== ACTION ITEM ==
Every line of the entries below that mentions "originator" is to be copied out.

━━━ EXERCISE MATERIALS

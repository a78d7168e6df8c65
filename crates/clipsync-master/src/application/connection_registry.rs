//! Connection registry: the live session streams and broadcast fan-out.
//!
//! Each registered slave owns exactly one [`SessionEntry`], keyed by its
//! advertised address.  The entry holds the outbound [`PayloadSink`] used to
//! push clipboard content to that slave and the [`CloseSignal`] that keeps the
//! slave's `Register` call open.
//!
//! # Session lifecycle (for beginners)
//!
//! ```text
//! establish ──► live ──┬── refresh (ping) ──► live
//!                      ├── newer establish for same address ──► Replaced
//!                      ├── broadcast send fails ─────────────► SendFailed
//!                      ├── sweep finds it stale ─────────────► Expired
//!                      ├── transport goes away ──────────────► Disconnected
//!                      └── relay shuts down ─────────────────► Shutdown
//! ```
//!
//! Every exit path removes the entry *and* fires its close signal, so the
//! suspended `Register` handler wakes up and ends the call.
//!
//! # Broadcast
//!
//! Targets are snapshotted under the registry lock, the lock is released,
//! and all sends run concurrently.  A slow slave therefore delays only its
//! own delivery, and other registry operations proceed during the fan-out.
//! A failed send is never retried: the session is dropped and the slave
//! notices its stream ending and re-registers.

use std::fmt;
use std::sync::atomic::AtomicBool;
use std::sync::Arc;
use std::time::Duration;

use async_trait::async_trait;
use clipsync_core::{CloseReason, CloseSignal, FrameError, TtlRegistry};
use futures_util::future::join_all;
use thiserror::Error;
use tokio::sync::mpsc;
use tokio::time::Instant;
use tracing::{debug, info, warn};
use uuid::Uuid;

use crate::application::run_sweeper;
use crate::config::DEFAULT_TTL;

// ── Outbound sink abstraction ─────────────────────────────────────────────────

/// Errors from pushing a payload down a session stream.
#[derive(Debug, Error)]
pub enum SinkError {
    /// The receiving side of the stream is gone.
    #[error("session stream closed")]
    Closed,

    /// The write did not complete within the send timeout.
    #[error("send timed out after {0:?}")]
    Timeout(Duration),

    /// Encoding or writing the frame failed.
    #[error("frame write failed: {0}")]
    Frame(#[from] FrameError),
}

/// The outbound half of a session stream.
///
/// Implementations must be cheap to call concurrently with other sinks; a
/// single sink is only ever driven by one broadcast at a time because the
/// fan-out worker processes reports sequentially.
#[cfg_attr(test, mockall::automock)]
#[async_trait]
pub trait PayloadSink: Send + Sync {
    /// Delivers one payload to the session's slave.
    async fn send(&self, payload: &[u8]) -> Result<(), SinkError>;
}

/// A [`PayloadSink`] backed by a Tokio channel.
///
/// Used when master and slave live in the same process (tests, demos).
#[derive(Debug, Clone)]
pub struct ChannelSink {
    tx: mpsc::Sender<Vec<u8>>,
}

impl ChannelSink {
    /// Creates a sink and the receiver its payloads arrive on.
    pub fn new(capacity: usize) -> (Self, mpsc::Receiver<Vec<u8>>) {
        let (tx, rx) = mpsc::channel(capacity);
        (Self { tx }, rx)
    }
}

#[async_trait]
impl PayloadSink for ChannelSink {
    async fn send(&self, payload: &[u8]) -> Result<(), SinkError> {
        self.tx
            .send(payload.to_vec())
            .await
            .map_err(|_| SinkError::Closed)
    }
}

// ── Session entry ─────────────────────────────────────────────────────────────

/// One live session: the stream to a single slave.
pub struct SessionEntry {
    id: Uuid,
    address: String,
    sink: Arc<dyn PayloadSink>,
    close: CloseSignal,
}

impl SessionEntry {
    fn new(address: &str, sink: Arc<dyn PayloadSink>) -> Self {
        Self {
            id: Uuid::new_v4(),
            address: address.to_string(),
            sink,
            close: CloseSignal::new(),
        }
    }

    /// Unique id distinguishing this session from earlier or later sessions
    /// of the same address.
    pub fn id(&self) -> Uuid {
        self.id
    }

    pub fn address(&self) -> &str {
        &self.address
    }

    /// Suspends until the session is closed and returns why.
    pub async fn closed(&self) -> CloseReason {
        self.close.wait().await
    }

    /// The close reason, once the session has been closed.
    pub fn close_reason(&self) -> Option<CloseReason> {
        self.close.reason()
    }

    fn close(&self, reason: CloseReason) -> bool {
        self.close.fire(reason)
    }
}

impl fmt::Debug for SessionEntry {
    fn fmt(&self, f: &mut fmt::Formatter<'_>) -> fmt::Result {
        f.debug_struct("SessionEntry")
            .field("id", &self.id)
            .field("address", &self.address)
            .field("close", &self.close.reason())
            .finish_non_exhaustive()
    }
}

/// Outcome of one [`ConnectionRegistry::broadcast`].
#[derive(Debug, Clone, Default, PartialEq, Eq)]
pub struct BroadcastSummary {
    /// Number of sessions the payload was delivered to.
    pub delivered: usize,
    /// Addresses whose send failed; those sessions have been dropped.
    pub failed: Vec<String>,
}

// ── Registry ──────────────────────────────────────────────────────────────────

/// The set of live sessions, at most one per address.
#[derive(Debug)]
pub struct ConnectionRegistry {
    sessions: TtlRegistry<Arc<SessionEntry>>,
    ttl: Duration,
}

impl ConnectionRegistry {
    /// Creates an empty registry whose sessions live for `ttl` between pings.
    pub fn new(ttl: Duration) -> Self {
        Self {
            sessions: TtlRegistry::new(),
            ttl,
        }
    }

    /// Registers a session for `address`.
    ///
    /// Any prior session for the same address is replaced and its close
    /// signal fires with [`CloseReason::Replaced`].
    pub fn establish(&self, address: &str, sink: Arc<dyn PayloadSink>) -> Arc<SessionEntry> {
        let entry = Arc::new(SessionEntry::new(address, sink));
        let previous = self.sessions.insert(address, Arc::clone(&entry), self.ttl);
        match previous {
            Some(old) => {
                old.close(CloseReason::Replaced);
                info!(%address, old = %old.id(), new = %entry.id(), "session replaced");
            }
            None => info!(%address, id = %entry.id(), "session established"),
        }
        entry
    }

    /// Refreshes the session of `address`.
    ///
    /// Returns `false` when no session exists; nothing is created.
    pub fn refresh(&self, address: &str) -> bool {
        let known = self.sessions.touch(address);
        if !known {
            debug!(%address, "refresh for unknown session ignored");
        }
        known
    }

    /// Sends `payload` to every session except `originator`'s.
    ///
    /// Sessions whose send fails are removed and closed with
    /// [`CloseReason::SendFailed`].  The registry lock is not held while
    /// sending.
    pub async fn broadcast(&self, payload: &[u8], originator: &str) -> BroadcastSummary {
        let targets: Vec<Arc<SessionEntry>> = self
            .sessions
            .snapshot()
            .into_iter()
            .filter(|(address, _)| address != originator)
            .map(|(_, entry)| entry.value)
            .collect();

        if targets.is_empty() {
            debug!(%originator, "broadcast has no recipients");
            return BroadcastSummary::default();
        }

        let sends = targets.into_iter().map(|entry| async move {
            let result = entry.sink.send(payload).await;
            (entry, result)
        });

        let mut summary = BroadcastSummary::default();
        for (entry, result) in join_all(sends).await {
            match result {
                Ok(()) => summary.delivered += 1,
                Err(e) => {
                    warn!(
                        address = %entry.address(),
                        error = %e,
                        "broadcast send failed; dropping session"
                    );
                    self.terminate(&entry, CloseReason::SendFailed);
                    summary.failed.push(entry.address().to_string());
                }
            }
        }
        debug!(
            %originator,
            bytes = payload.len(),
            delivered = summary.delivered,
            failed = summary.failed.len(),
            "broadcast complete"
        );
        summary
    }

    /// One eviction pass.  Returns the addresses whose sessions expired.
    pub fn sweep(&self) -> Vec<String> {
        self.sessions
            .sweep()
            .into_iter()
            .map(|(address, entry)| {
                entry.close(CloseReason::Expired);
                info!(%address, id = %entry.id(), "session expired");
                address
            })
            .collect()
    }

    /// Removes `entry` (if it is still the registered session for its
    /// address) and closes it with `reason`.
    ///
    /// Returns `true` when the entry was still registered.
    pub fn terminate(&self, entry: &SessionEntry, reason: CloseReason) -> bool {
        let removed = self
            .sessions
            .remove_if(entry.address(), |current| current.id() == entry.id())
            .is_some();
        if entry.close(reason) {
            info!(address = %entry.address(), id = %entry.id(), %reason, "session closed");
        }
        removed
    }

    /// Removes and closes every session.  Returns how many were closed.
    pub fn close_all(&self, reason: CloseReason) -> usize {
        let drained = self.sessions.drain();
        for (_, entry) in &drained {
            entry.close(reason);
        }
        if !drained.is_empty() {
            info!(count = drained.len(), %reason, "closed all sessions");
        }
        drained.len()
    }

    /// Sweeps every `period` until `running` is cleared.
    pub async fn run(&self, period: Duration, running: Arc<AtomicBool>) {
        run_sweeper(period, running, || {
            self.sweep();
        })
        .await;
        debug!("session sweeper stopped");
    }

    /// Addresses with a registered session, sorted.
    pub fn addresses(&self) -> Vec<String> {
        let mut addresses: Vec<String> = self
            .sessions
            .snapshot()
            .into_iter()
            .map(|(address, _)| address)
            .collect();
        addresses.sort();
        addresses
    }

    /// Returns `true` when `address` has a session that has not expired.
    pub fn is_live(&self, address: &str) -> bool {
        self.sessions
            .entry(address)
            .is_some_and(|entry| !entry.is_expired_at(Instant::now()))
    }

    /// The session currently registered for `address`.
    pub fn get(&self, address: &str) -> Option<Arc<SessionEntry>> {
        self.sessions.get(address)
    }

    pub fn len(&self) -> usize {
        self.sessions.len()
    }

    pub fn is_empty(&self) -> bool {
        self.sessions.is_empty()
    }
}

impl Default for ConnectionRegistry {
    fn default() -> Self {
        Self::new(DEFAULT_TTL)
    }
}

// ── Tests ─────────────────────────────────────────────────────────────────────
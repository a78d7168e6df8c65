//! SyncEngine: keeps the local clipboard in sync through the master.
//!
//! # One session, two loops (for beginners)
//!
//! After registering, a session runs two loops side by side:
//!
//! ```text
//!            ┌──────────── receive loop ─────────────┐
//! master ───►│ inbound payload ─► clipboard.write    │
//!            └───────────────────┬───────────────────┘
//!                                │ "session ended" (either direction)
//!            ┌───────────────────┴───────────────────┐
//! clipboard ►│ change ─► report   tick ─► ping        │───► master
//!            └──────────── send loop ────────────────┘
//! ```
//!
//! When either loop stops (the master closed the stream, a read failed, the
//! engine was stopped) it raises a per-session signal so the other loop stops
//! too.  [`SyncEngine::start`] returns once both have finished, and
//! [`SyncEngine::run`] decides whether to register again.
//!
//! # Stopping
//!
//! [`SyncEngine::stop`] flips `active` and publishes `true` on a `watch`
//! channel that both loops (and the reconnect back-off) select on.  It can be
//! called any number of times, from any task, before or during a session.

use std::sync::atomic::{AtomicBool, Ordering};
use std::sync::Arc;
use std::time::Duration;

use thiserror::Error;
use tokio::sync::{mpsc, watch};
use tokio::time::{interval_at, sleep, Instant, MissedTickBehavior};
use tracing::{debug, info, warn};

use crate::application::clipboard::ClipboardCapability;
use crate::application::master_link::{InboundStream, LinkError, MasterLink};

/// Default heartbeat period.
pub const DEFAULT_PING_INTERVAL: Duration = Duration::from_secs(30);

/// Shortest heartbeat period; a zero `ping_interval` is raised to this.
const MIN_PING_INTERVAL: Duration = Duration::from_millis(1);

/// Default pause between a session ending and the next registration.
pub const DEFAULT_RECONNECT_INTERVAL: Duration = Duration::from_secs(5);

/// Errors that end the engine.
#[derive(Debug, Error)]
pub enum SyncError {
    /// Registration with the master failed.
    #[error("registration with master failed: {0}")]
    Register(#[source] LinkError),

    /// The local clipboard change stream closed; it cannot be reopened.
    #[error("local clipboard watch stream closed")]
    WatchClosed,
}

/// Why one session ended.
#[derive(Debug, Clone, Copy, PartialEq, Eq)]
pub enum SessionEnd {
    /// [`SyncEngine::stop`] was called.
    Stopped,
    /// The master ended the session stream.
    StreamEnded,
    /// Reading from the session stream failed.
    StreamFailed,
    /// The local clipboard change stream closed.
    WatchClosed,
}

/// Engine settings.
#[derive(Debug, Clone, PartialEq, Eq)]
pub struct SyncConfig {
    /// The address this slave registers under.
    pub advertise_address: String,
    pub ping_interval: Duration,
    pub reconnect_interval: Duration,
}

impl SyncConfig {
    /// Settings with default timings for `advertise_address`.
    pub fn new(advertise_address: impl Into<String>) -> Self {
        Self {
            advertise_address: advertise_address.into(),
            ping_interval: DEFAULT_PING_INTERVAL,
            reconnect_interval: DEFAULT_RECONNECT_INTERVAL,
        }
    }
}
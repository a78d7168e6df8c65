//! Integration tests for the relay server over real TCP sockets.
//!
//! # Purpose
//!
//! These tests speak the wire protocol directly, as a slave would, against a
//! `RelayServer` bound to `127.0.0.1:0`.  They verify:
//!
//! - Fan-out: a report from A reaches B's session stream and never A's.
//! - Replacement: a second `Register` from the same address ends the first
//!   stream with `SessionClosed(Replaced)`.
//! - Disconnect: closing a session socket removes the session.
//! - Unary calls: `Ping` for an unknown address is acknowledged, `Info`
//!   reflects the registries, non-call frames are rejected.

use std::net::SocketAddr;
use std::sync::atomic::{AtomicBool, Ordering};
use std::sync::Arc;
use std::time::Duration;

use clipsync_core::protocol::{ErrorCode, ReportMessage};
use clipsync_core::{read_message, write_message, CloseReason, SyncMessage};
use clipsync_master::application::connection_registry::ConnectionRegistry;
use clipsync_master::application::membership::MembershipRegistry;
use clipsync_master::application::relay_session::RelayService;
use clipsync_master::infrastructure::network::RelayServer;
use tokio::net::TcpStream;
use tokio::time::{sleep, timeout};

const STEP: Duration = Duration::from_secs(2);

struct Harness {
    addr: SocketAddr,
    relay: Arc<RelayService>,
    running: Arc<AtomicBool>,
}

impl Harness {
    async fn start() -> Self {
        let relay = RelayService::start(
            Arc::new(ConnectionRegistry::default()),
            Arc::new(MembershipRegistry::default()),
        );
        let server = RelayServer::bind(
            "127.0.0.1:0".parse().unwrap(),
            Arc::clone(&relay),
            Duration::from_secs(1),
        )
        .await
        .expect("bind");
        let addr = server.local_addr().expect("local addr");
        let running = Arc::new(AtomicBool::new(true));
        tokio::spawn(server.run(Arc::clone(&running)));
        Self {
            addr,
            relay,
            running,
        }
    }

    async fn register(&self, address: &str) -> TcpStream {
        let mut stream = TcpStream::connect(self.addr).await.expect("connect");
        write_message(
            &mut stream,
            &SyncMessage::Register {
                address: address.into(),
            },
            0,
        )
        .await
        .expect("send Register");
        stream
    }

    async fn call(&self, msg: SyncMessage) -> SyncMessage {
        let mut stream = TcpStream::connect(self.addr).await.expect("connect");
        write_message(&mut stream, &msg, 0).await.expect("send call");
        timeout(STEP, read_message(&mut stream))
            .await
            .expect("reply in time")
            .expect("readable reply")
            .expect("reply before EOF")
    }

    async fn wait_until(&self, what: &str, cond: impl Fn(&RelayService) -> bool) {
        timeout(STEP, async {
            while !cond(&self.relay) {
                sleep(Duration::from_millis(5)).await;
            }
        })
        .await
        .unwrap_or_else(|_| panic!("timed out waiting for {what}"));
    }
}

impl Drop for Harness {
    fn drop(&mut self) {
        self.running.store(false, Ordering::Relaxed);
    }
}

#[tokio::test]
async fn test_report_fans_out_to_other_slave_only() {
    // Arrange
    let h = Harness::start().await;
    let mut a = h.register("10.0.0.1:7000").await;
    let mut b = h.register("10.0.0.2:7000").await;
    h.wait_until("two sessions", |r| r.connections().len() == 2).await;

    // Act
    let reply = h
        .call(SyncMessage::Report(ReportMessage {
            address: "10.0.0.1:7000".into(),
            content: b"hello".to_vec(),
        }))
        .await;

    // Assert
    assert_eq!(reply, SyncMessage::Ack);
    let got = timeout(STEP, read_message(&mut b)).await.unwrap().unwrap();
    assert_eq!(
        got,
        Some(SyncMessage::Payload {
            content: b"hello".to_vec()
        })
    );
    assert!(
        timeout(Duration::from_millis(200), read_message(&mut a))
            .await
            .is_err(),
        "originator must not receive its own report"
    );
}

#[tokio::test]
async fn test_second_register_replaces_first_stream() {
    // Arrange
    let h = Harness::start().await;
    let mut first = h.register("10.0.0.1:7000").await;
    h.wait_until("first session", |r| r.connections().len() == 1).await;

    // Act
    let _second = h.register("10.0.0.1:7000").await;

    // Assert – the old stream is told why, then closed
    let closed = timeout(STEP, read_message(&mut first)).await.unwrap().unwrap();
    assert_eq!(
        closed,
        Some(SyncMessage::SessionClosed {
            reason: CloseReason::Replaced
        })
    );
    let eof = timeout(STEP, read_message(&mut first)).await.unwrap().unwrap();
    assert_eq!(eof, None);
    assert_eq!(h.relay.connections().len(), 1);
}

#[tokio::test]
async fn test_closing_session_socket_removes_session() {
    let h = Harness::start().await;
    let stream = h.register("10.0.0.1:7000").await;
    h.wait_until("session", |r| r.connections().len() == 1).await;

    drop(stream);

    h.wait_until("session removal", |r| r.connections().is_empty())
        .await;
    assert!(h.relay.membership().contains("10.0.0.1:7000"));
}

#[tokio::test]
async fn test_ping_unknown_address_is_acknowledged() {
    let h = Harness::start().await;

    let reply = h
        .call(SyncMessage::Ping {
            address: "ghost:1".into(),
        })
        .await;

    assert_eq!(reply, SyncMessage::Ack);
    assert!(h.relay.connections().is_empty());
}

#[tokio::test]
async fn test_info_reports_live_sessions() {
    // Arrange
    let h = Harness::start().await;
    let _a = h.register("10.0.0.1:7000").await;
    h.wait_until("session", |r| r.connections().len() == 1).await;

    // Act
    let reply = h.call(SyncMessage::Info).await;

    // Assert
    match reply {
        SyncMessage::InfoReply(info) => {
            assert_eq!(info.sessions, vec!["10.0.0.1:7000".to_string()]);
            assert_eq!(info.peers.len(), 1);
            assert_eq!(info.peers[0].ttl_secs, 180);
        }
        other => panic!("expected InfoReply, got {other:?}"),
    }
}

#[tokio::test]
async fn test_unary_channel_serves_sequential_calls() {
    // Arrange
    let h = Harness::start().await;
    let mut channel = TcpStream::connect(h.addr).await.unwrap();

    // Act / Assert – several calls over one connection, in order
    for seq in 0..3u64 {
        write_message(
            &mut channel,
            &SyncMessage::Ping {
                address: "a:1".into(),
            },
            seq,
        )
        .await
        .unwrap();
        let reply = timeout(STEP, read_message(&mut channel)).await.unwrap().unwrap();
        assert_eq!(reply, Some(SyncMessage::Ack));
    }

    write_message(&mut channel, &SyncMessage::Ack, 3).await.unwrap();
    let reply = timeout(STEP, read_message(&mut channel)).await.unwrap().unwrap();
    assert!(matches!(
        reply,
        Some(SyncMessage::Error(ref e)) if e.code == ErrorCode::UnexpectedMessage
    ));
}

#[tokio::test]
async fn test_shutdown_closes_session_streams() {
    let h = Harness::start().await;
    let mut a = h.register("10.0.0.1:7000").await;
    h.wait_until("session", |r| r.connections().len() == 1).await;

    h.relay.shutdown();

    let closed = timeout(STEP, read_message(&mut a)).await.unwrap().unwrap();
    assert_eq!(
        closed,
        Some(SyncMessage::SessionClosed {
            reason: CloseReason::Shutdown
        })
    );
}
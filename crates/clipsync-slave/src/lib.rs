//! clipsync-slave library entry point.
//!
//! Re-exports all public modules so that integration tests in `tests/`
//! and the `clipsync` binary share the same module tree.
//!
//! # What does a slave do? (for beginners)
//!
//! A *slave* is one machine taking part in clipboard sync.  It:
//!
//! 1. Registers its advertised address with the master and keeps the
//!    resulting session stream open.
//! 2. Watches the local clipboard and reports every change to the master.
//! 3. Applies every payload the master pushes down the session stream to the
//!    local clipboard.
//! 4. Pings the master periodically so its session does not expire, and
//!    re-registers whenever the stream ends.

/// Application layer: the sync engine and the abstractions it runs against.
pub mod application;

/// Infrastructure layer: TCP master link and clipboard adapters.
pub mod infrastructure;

━━━━━━

== TASK ANSWER ==
    /// Sends `payload` to every session except `originator`'s.
    pub async fn broadcast(&self, payload: &[u8], originator: &str) -> BroadcastSummary {
            .filter(|(address, _)| address != originator)
            debug!(%originator, "broadcast has no recipients");
            %originator,
        "originator must not receive its own report"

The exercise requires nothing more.